Records from a data collection:

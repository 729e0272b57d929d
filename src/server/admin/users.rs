use std::sync::Arc;

use axum::{
    Json,
    extract::{Path, State},
    http::StatusCode,
    response::IntoResponse,
};

use crate::audit::CATEGORY_ADMIN;
use crate::auth::{ClientInfo, RequireAdmin};
use crate::server::AppState;
use crate::server::auth::user_response;
use crate::server::dto::{AssignRoleRequest, CreateUserRequest};
use crate::server::response::{ApiError, ApiResponse, StoreOptionExt};
use crate::server::validation::{validate_password, validate_username};

pub async fn create_user(
    RequireAdmin(ctx): RequireAdmin,
    State(state): State<Arc<AppState>>,
    ClientInfo(meta): ClientInfo,
    Json(req): Json<CreateUserRequest>,
) -> impl IntoResponse {
    validate_username(&req.username)?;
    validate_password(&req.password)?;
    if !req.email.contains('@') {
        return Err(ApiError::bad_request("email is invalid"));
    }
    for role_id in &req.role_ids {
        if state.store.get_role(*role_id)?.is_none() {
            return Err(ApiError::bad_request(format!("role {role_id} does not exist")));
        }
    }

    let hasher = state.hasher.clone();
    let password = req.password;
    let hash = tokio::task::spawn_blocking(move || hasher.hash(&password))
        .await
        .map_err(|_| ApiError::internal("Failed to hash password"))??;

    let user = state.store.create_user(&req.username, &req.email, &hash)?;
    for role_id in &req.role_ids {
        state.store.assign_role(user.id, *role_id)?;
    }

    state.audit.mutation(
        CATEGORY_ADMIN,
        "user_created",
        ctx.user.id,
        "user",
        Some(user.id),
        Some(&user.username),
        &meta,
    );
    let user = user_response(&state, user)?;
    Ok((StatusCode::CREATED, Json(ApiResponse::success(user))))
}

pub async fn list_users(
    _admin: RequireAdmin,
    State(state): State<Arc<AppState>>,
) -> impl IntoResponse {
    let users = state
        .store
        .list_users()?
        .into_iter()
        .map(|u| user_response(&state, u))
        .collect::<Result<Vec<_>, _>>()?;
    Ok::<_, ApiError>(Json(ApiResponse::success(users)))
}

pub async fn get_user(
    _admin: RequireAdmin,
    State(state): State<Arc<AppState>>,
    Path(id): Path<i64>,
) -> impl IntoResponse {
    let user = state.store.get_user(id)?.or_not_found("User not found")?;
    Ok::<_, ApiError>(Json(ApiResponse::success(user_response(&state, user)?)))
}

pub async fn delete_user(
    RequireAdmin(ctx): RequireAdmin,
    State(state): State<Arc<AppState>>,
    ClientInfo(meta): ClientInfo,
    Path(id): Path<i64>,
) -> impl IntoResponse {
    if id == ctx.user.id {
        return Err(ApiError::bad_request("you cannot delete your own account"));
    }
    let user = state.store.get_user(id)?.or_not_found("User not found")?;
    state.store.delete_user(user.id)?;
    state.audit.mutation(
        CATEGORY_ADMIN,
        "user_deleted",
        ctx.user.id,
        "user",
        Some(user.id),
        Some(&user.username),
        &meta,
    );
    Ok(StatusCode::NO_CONTENT)
}

pub async fn assign_role(
    RequireAdmin(ctx): RequireAdmin,
    State(state): State<Arc<AppState>>,
    ClientInfo(meta): ClientInfo,
    Path(id): Path<i64>,
    Json(req): Json<AssignRoleRequest>,
) -> impl IntoResponse {
    let user = state.store.get_user(id)?.or_not_found("User not found")?;
    let role = state.store.get_role(req.role_id)?.or_not_found("Role not found")?;
    state.store.assign_role(user.id, role.id)?;
    state.audit.mutation(
        CATEGORY_ADMIN,
        "role_assigned",
        ctx.user.id,
        "user",
        Some(user.id),
        Some(&role.name),
        &meta,
    );
    Ok::<_, ApiError>(Json(ApiResponse::success(user_response(&state, user)?)))
}

pub async fn remove_role(
    RequireAdmin(ctx): RequireAdmin,
    State(state): State<Arc<AppState>>,
    ClientInfo(meta): ClientInfo,
    Path((id, role_id)): Path<(i64, i64)>,
) -> impl IntoResponse {
    let user = state.store.get_user(id)?.or_not_found("User not found")?;
    if !state.store.remove_role(user.id, role_id)? {
        return Err(ApiError::not_found("User does not hold this role"));
    }
    state.audit.mutation(
        CATEGORY_ADMIN,
        "role_removed",
        ctx.user.id,
        "user",
        Some(user.id),
        None,
        &meta,
    );
    Ok(StatusCode::NO_CONTENT)
}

● **How to complete this task**
Would you transcribe every entry exactly, leaving nothing out?

● **Response area**
repository 729e0272b57d929d
filename src/server/admin/users.rs
use std::sync::Arc;

use axum::{
    Json,
    extract::{Path, State},
    http::StatusCode,
    response::IntoResponse,
};

use crate::audit::CATEGORY_ADMIN;
use crate::auth::{ClientInfo, RequireAdmin};
use crate::server::AppState;
use crate::server::auth::user_response;
use crate::server::dto::{AssignRoleRequest, CreateUserRequest};
use crate::server::response::{ApiError, ApiResponse, StoreOptionExt};
use crate::server::validation::{validate_password, validate_username};

pub async fn create_user(
    RequireAdmin(ctx): RequireAdmin,
    State(state): State<Arc<AppState>>,
    ClientInfo(meta): ClientInfo,
    Json(req): Json<CreateUserRequest>,
) -> impl IntoResponse {
    validate_username(&req.username)?;
    validate_password(&req.password)?;
    if !req.email.contains('@') {
        return Err(ApiError::bad_request("email is invalid"));
    }
    for role_id in &req.role_ids {
        if state.store.get_role(*role_id)?.is_none() {
            return Err(ApiError::bad_request(format!("role {role_id} does not exist")));
        }
    }

    let hasher = state.hasher.clone();
    let password = req.password;
    let hash = tokio::task::spawn_blocking(move || hasher.hash(&password))
        .await
        .map_err(|_| ApiError::internal("Failed to hash password"))??;

    let user = state.store.create_user(&req.username, &req.email, &hash)?;
    for role_id in &req.role_ids {
        state.store.assign_role(user.id, *role_id)?;
    }

    state.audit.mutation(
        CATEGORY_ADMIN,
        "user_created",
        ctx.user.id,
        "user",
        Some(user.id),
        Some(&user.username),
        &meta,
    );
    let user = user_response(&state, user)?;
    Ok((StatusCode::CREATED, Json(ApiResponse::success(user))))
}

pub async fn list_users(
    _admin: RequireAdmin,
    State(state): State<Arc<AppState>>,
) -> impl IntoResponse {
    let users = state
        .store
        .list_users()?
        .into_iter()
        .map(|u| user_response(&state, u))
        .collect::<Result<Vec<_>, _>>()?;
    Ok::<_, ApiError>(Json(ApiResponse::success(users)))
}

pub async fn get_user(
    _admin: RequireAdmin,
    State(state): State<Arc<AppState>>,
    Path(id): Path<i64>,
) -> impl IntoResponse {
    let user = state.store.get_user(id)?.or_not_found("User not found")?;
    Ok::<_, ApiError>(Json(ApiResponse::success(user_response(&state, user)?)))
}

pub async fn delete_user(
    RequireAdmin(ctx): RequireAdmin,
    State(state): State<Arc<AppState>>,
    ClientInfo(meta): ClientInfo,
    Path(id): Path<i64>,
) -> impl IntoResponse {
    if id == ctx.user.id {
        return Err(ApiError::bad_request("you cannot delete your own account"));
    }
    let user = state.store.get_user(id)?.or_not_found("User not found")?;
    state.store.delete_user(user.id)?;
    state.audit.mutation(
        CATEGORY_ADMIN,
        "user_deleted",
        ctx.user.id,
        "user",
        Some(user.id),
        Some(&user.username),
        &meta,
    );
    Ok(StatusCode::NO_CONTENT)
}

pub async fn assign_role(
    RequireAdmin(ctx): RequireAdmin,
    State(state): State<Arc<AppState>>,
    ClientInfo(meta): ClientInfo,
    Path(id): Path<i64>,
    Json(req): Json<AssignRoleRequest>,
) -> impl IntoResponse {
    let user = state.store.get_user(id)?.or_not_found("User not found")?;
    let role = state.store.get_role(req.role_id)?.or_not_found("Role not found")?;
    state.store.assign_role(user.id, role.id)?;
    state.audit.mutation(
        CATEGORY_ADMIN,
        "role_assigned",
        ctx.user.id,
        "user",
        Some(user.id),
        Some(&role.name),
        &meta,
    );
    Ok::<_, ApiError>(Json(ApiResponse::success(user_response(&state, user)?)))
}

pub async fn remove_role(
    RequireAdmin(ctx): RequireAdmin,
    State(state): State<Arc<AppState>>,
    ClientInfo(meta): ClientInfo,
    Path((id, role_id)): Path<(i64, i64)>,
) -> impl IntoResponse {
    let user = state.store.get_user(id)?.or_not_found("User not found")?;
    if !state.store.remove_role(user.id, role_id)? {
        return Err(ApiError::not_found("User does not hold this role"));
    }
    state.audit.mutation(
        CATEGORY_ADMIN,
        "role_removed",
        ctx.user.id,
        "user",
        Some(user.id),
        None,
        &meta,
    );
    Ok(StatusCode::NO_CONTENT)
}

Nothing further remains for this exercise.